---------- Input ----------

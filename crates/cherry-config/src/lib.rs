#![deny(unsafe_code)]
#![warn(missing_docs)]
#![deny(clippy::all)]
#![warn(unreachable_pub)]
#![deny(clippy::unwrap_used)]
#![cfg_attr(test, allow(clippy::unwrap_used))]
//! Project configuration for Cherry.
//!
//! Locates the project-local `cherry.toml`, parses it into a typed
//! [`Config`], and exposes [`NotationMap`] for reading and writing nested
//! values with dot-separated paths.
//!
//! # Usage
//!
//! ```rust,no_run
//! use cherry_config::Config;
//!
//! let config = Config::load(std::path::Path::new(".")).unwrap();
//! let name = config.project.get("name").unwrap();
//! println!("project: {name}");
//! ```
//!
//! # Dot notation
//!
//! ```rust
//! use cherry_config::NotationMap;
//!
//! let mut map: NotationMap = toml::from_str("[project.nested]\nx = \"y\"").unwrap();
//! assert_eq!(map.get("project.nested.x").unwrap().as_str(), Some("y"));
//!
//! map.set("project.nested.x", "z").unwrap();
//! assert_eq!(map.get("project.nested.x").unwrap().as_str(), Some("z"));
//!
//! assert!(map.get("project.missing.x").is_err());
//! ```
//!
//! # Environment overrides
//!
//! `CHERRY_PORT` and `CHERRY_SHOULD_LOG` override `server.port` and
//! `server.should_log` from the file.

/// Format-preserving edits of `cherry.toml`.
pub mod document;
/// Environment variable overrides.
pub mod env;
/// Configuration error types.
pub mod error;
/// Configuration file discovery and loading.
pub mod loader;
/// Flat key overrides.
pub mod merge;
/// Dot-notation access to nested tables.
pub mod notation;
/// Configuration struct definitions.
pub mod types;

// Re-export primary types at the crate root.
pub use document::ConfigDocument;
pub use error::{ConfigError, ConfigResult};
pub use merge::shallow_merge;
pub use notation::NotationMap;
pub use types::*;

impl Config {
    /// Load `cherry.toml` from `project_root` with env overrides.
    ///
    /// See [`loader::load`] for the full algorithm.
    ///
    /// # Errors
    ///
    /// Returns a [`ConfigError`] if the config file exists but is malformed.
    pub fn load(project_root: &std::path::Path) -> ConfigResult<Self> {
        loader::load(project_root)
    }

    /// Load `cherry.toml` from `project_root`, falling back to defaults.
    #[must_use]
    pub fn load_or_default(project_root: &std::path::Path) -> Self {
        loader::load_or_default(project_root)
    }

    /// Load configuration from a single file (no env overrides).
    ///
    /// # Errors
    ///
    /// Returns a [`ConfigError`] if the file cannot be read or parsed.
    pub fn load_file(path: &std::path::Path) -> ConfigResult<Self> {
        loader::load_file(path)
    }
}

----------
---------- Input ----------

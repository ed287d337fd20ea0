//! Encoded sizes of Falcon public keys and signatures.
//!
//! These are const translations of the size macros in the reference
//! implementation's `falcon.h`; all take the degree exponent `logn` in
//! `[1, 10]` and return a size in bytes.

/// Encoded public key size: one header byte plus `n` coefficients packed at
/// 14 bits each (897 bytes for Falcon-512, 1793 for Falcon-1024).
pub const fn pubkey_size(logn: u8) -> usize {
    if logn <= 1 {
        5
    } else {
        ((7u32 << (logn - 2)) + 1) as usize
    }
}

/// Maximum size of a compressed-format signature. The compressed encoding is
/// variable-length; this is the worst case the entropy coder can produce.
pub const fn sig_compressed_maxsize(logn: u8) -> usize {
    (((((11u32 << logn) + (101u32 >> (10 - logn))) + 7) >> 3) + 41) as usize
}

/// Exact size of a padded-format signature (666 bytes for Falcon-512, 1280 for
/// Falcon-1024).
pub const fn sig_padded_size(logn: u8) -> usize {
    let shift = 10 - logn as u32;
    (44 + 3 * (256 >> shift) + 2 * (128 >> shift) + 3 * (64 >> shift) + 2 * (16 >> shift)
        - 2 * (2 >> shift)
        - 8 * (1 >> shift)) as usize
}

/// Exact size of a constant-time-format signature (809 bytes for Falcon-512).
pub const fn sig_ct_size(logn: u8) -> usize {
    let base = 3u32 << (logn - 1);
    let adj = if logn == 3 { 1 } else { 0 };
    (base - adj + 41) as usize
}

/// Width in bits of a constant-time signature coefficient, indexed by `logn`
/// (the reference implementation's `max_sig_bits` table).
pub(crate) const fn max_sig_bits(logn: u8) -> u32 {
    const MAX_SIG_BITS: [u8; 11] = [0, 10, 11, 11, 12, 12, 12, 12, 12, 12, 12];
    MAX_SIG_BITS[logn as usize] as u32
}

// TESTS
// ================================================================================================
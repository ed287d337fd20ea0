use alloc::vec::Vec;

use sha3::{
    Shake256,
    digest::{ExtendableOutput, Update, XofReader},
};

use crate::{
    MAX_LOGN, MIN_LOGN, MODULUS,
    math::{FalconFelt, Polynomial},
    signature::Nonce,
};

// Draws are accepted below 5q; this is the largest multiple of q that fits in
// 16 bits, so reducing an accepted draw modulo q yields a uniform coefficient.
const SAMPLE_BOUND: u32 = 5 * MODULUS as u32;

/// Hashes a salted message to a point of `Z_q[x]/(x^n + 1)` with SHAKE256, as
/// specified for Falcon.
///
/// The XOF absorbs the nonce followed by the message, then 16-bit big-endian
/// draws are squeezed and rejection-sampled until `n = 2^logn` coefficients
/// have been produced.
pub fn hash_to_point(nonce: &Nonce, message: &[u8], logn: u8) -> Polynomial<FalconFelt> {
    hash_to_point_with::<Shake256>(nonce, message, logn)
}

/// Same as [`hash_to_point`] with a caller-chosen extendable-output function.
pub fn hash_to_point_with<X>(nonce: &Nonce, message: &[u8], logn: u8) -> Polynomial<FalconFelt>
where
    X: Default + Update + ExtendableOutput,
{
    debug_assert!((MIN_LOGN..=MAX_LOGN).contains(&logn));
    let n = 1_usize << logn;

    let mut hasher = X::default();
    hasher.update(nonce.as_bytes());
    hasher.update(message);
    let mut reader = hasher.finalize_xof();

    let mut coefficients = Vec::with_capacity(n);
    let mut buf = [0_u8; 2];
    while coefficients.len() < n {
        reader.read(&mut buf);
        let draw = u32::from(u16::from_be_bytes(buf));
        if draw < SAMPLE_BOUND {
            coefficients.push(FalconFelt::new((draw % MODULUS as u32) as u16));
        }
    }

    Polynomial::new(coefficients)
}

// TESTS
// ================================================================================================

----------

## Exercise goal
Show a copy of each line from the records above in which the string "MODULUS" occurs.

## Reply
    MAX_LOGN, MIN_LOGN, MODULUS,
const SAMPLE_BOUND: u32 = 5 * MODULUS as u32;
            coefficients.push(FalconFelt::new((draw % MODULUS as u32) as u16));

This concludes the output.